Setelah dirasa seluruh barang–barangnya——terlepas kalau dia hanya membawa sebuah note book dan sebatang pena—— Jeongin segera menutup ranselnya rapat. Tersenyum singkat, melambai kepada Hyunjin yang duduk termenung seraya mencebik karena tak diizinkan ikut. Serius, wajahnya terlalu melas, sehingga Jeongin dengan ribuan perasaan tak tega di dalam dada, harus mendekati pria itu sembari mengacak rambutnya lembut. "Kampus itu tempat yang menyebalkan. Kau tidak akan betah, serius," ucap Jeongin dengan senyum yang tercetak di wajah mungilnya.


"Lalu kau akan meninggalkanku di sini sendirian?" Hyunjin mendengus, memalingkan wajahnya geram. Sekalipun dia ingin berteriak gembira tatkala tangan Jeongin mengusak kepalanya, tetap saja dia harus menjaga ekspresi agar terlihat garang. "Dengar Yang Jeongin, jangan pernah menganggapku sebagai 'orang merepotkan' karena aku jelas tidak akan melakukan hal yang aneh–aneh."

"Kau merepotkan, sungguh. Aku tidak bisa membayangkan bagaimana memalukannya diriku ketika kau terus–menerus bertanya tentang ini dan itu," ujar Jeongin menjelaskan. Lalu, setelah ia melihat perubahan raut wajah Hyunjin yang berubah sendu, ia melanjutkan, "kita akan dianggap gila. Lebih tepatnya kau yang akan dianggap gila."

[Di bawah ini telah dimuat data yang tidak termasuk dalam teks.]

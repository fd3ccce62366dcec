//! Typed object graph for decoded Bot API payloads.
//!
//! - Every entity struct promotes the columns the catalog stores and keeps
//!   all remaining fields in a serde-flattened `extra` map, so unknown or
//!   future upstream fields survive a decode/encode round trip.
//! - A message's kind is never sent by the platform; it is computed from
//!   which content attribute is present, in a fixed priority order.
//! - The exclusion lists below define exactly which fields are promoted out
//!   of each overflow map. An overflow map must never shadow a column.
//!
//! These types are intentionally small and self-contained so the extractor,
//! the storage layer, and the synthesizer can share them.

use serde::{Deserialize, Serialize};
use serde_json::{Map, Value};

// ---------------------------------------------------------------------------
// Kind tags
// ---------------------------------------------------------------------------

/// Discriminated chat type as sent by the platform.
#[derive(Debug, Clone, Copy, PartialEq, Eq, Hash, Serialize, Deserialize)]
#[serde(rename_all = "snake_case")]
pub enum ChatKind {
    Private,
    Group,
    Supergroup,
    Channel,
}

impl ChatKind {
    pub fn as_str(self) -> &'static str {
        match self {
            ChatKind::Private => "private",
            ChatKind::Group => "group",
            ChatKind::Supergroup => "supergroup",
            ChatKind::Channel => "channel",
        }
    }

    pub fn parse(s: &str) -> Option<Self> {
        match s {
            "private" => Some(ChatKind::Private),
            "group" => Some(ChatKind::Group),
            "supergroup" => Some(ChatKind::Supergroup),
            "channel" => Some(ChatKind::Channel),
            _ => None,
        }
    }
}
//! Shared utility functions for the server.

use axum::http::StatusCode;
use axum::response::{IntoResponse, Response};

/// Build a standard JSON error response.
pub fn api_error(status: StatusCode, message: impl Into<String>) -> Response {
    let body = serde_json::json!({ "error": message.into() });
    (status, axum::Json(body)).into_response()
}

/// Current time as seconds since UNIX epoch.
pub fn now_secs() -> i64 {
    std::time::SystemTime::now()
        .duration_since(std::time::UNIX_EPOCH)
        .unwrap_or_default()
        .as_secs() as i64
}

/// Validate a bot token's shape (`<numeric id>:<35-char secret>`) and return
/// the numeric bot id. The id prefix is what scopes every catalog query.
pub fn parse_bot_token(token: &str) -> Option<i64> {
    let (id_part, secret_part) = token.split_once(':')?;
    if !(8..=10).contains(&id_part.len()) || !id_part.bytes().all(|b| b.is_ascii_digit()) {
        return None;
    }
    if secret_part.len() != 35
        || !secret_part
            .bytes()
            .all(|b| b.is_ascii_alphanumeric() || b == b'_' || b == b'-')
    {
        return None;
    }
    id_part.parse().ok()
}

#[cfg(test)]
mod tests {
    use super::*;

    #[test]
    fn token_shape_validation() {
        let valid = format!("{}:{}", "8457201934", "A".repeat(35));
        assert_eq!(parse_bot_token(&valid), Some(8457201934));

        assert_eq!(parse_bot_token("no-colon"), None);
        assert_eq!(parse_bot_token("123:short"), None);
        let bad_id = format!("{}:{}", "12ab5678", "A".repeat(35));
        assert_eq!(parse_bot_token(&bad_id), None);
        let bad_secret = format!("{}:{}", "84572019", "A".repeat(34) + "!");
        assert_eq!(parse_bot_token(&bad_secret), None);
    }
}
mod engine;
mod model;
mod solver;
mod sums;

pub use engine::{clamp_workers, compute_regression, RegressionEngine};
pub use model::Model;
pub use solver::{Coefficients, DEGENERACY_ULPS};
pub use sums::{PartialError, PartialSums};
use std::{
    fmt::{self, Display},
    time::Duration,
};

use serde::Serialize;

use crate::regression::Model;

/// Wall clock times of a run.
#[derive(Debug, Clone, Copy, Default, PartialEq, Serialize)]
pub struct Timings {
    /// Both fork-join passes plus the solve.
    pub regression: Duration,
    /// Loading, fitting and everything in between.
    pub total: Duration,
}

/// Everything printed after a fit.
#[derive(Debug, Clone, Serialize)]
pub struct Report {
    pub model: Model,
    pub workers: usize,
    pub executor: &'static str,
    pub timings: Timings,
}

impl Report {
    pub fn new(model: Model, workers: usize, executor: &'static str, timings: Timings) -> Self {
        Self {
            model,
            workers,
            executor,
            timings,
        }
    }

    /// Renders the report as pretty printed json.
    ///
    /// # Errors
    /// Returns a `serde_json::Error` if serialization fails.
    pub fn to_json(&self) -> serde_json::Result<String> {
        serde_json::to_string_pretty(self)
    }
}

impl Display for Report {
    fn fmt(&self, f: &mut fmt::Formatter<'_>) -> fmt::Result {
        let Self {
            model,
            workers,
            executor,
            timings,
        } = self;

        writeln!(f, "=== RESULTS ===")?;
        writeln!(f, "samples: {}", model.samples)?;
        writeln!(f, "workers: {workers} ({executor})")?;
        writeln!(f, "A (intercept): {:.6}", model.intercept())?;
        writeln!(f, "B (slope): {:.6}", model.slope())?;
        writeln!(f, "MSE: {:.6}", model.mse)?;
        writeln!(f)?;
        writeln!(f, "=== TIMINGS ===")?;
        writeln!(f, "regression: {:.6} s", timings.regression.as_secs_f64())?;
        write!(f, "total: {:.6} s", timings.total.as_secs_f64())
    }
}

"Kau tidak serius akan meninggalkanku di rumah membosankan ini, bukan? Maksudku, kita tidak tahu kapan aku akan pergi dari tempat ini. Jadi—"

Hela napas panjang terdengar dari bibir Jeongin yang kelelahan untuk mendebat. Sejujurnya, dia tetap enggan mengizinkan si biang kerok——dia menyebutnya seperti itu sejak Hyunjin mulai bertengkar dengan asisten google di rumahnya——namun, berhubung ucapannya barusan sedikit menyakitkan dan perlu dikhawatirkan, Jeongin pun mengangguk, "baik. Ayo berangkat."

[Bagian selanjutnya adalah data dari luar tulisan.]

use std::{
    error::Error,
    fmt::{self, Display},
    io,
};

use crate::error::RegressionErr;

/// The result type used by the data collaborators.
pub type Result<T> = std::result::Result<T, DataErr>;

/// Errors raised while loading, generating or writing sample sets.
#[derive(Debug)]
pub enum DataErr {
    Io(io::Error),
    MissingHeader,
    Distribution(String),
    Store(RegressionErr),
}

impl Display for DataErr {
    fn fmt(&self, f: &mut fmt::Formatter<'_>) -> fmt::Result {
        match self {
            DataErr::Io(e) => write!(f, "io error: {e}"),
            DataErr::MissingHeader => write!(f, "the input is empty, expected an `x,y` header"),
            DataErr::Distribution(msg) => write!(f, "invalid noise distribution: {msg}"),
            DataErr::Store(e) => write!(f, "{e}"),
        }
    }
}

impl Error for DataErr {
    fn source(&self) -> Option<&(dyn Error + 'static)> {
        match self {
            DataErr::Io(e) => Some(e),
            DataErr::Store(e) => Some(e),
            _ => None,
        }
    }
}

impl From<io::Error> for DataErr {
    fn from(value: io::Error) -> Self {
        Self::Io(value)
    }
}

impl From<RegressionErr> for DataErr {
    fn from(value: RegressionErr) -> Self {
        Self::Store(value)
    }
}

impl From<rand_distr::uniform::Error> for DataErr {
    fn from(value: rand_distr::uniform::Error) -> Self {
        Self::Distribution(value.to_string())
    }
}

impl From<rand_distr::NormalError> for DataErr {
    fn from(value: rand_distr::NormalError) -> Self {
        Self::Distribution(value.to_string())
    }
}
use std::{
    io::{self, BufRead},
    thread,
};

use log::debug;
use tokio::{
    io::{AsyncBufRead, AsyncBufReadExt, AsyncWrite, AsyncWriteExt, DuplexStream},
    runtime::Handle,
};

use crate::regression::Coefficients;

const PROMPT: &[u8] = b"x = ";
const QUIT: [&str; 4] = ["q", "quit", "exit", "sair"];
const FORWARD_BUFFER: usize = 4096;

/// Forwards the lines of a blocking reader into an async stream.
///
/// Reading happens on a detached OS thread, so a read that never returns
/// (an idle terminal) doesn't keep the runtime from shutting down. The
/// stream ends when `source` is exhausted or fails.
///
/// # Arguments
/// * `source` - The blocking line source, usually stdin.
///
/// # Returns
/// The read half of the stream, or an io error if the thread couldn't be spawned.
///
/// # Panics
/// If called outside of a tokio runtime.
pub fn forward_lines<R>(source: R) -> io::Result<DuplexStream>
where
    R: BufRead + Send + 'static,
{
    let handle = Handle::current();
    let (mut tx, rx) = tokio::io::duplex(FORWARD_BUFFER);

    thread::Builder::new()
        .name("linreg-stdin".to_string())
        .spawn(move || {
            for line in source.lines() {
                let Ok(line) = line else {
                    break;
                };

                let sent = handle.block_on(async {
                    tx.write_all(line.as_bytes()).await?;
                    tx.write_all(b"\n").await
                });

                if sent.is_err() {
                    break;
                }
            }
        })?;

    Ok(rx)
}

/// Reads x values and answers the predicted y for each one.
///
/// Every whitespace separated token is handled on its own. The loop ends on
/// a quit word (`q`, `quit`, `exit`, `sair`) or when the input is exhausted.
///
/// # Arguments
/// * `coefficients` - The fitted line.
/// * `reader` - Where x values are read from.
/// * `writer` - Where prompts and predictions are written to.
///
/// # Returns
/// The amount of predictions answered, or the first io error.
pub async fn run_prediction_loop<R, W>(
    coefficients: Coefficients,
    reader: R,
    mut writer: W,
) -> io::Result<usize>
where
    R: AsyncBufRead + Unpin,
    W: AsyncWrite + Unpin,
{
    writer
        .write_all(b"\n=== PREDICTION ===\nType an x value to predict y ('q' to quit)\n")
        .await?;

    let mut lines = reader.lines();
    let mut answered = 0;

    'outer: loop {
        writer.write_all(PROMPT).await?;
        writer.flush().await?;

        let Some(line) = lines.next_line().await? else {
            break;
        };

        for token in line.split_whitespace() {
            if QUIT.contains(&token) {
                break 'outer;
            }

            let reply = match token.parse::<f64>() {
                Ok(x) if x.is_finite() => {
                    answered += 1;
                    format!("-> y = {:.6}\n", coefficients.predict(x))
                }
                _ => format!("invalid input '{token}', type a number or 'q' to quit\n"),
            };

            writer.write_all(reply.as_bytes()).await?;
        }
    }

    debug!(answered = answered; "prediction loop finished");
    writer.write_all(b"leaving prediction mode\n").await?;
    writer.flush().await?;

    Ok(answered)
}

#[cfg(test)]
mod tests {
    use std::time::{Duration, Instant};

    use tokio::io::BufReader;

    use super::*;

    async fn run(input: &str) -> (usize, String) {
        let mut out = Vec::new();
        let answered = run_prediction_loop(Coefficients::new(2.0, 3.5), input.as_bytes(), &mut out)
            .await
            .unwrap();

        (answered, String::from_utf8(out).unwrap())
    }

    #[tokio::test]
    async fn answers_predictions() {
        let (answered, out) = run("0\n2\nq\n").await;

        assert_eq!(answered, 2);
        assert!(out.contains("-> y = 2.000000\n"));
        assert!(out.contains("-> y = 9.000000\n"));
        assert!(out.ends_with("leaving prediction mode\n"));
    }

    #[tokio::test]
    async fn rejects_garbage() {
        let (answered, out) = run("abc\nNaN\n1\n").await;

        assert_eq!(answered, 1);
        assert!(out.contains("invalid input 'abc'"));
        assert!(out.contains("invalid input 'NaN'"));
        assert!(out.contains("-> y = 5.500000\n"));
    }

    #[tokio::test]
    async fn stops_on_quit_word() {
        let (answered, out) = run("1 sair 2\n3\n").await;

        assert_eq!(answered, 1);
        assert!(!out.contains("-> y = 9.000000"));
    }

    #[tokio::test]
    async fn exit_is_a_quit_word() {
        let (answered, out) = run("exit\n1\n").await;

        assert_eq!(answered, 0);
        assert!(!out.contains("-> y ="));
    }

    #[tokio::test(flavor = "multi_thread", worker_threads = 2)]
    async fn forwarded_lines_feed_the_loop() {
        let rx = forward_lines("0\n2\n".as_bytes()).unwrap();
        let mut out = Vec::new();

        let answered = run_prediction_loop(Coefficients::new(2.0, 3.5), BufReader::new(rx), &mut out)
            .await
            .unwrap();

        assert_eq!(answered, 2);
        assert!(String::from_utf8(out).unwrap().contains("-> y = 9.000000\n"));
    }

    struct Stalled;

    impl io::Read for Stalled {
        fn read(&mut self, _buf: &mut [u8]) -> io::Result<usize> {
            thread::sleep(Duration::from_secs(600));
            Ok(0)
        }
    }

    #[test]
    fn stalled_source_does_not_block_shutdown() {
        let runtime = tokio::runtime::Runtime::new().unwrap();

        let start = Instant::now();
        runtime.block_on(async {
            let rx = forward_lines(io::BufReader::new(Stalled)).unwrap();
            let loop_ = run_prediction_loop(Coefficients::new(0.0, 1.0), BufReader::new(rx), tokio::io::sink());

            tokio::select! {
                _ = loop_ => panic!("the stalled source produced input"),
                _ = tokio::time::sleep(Duration::from_millis(50)) => {}
            }
        });
        drop(runtime);

        assert!(start.elapsed() < Duration::from_secs(10));
    }

    #[tokio::test]
    async fn stops_at_end_of_input() {
        let (answered, out) = run("").await;

        assert_eq!(answered, 0);
        assert!(out.contains("x = "));
    }
}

Jangan tanya bagaimana senangnya Hwang Hyunjin, karena saat ini dia sedang sibuk menari kecil dan menarik perhatian tetangga.

.
.
.

Memasuki area kampus, Jeongin dan Hyunjin sama–sama tahu kalau mereka tengah menjadi pusat perhatian. Untuk spesifikasinya, Jeongin yakin bahwa Hyunjin lah si penarik perhatian itu. Bahkan tanpa perlu menoleh pun, telinga Jeongin dapat mendengar bisik–bisik histeria dari mulut para mahasiswi. Katanya, "siapa dia? Mahasiswa baru?"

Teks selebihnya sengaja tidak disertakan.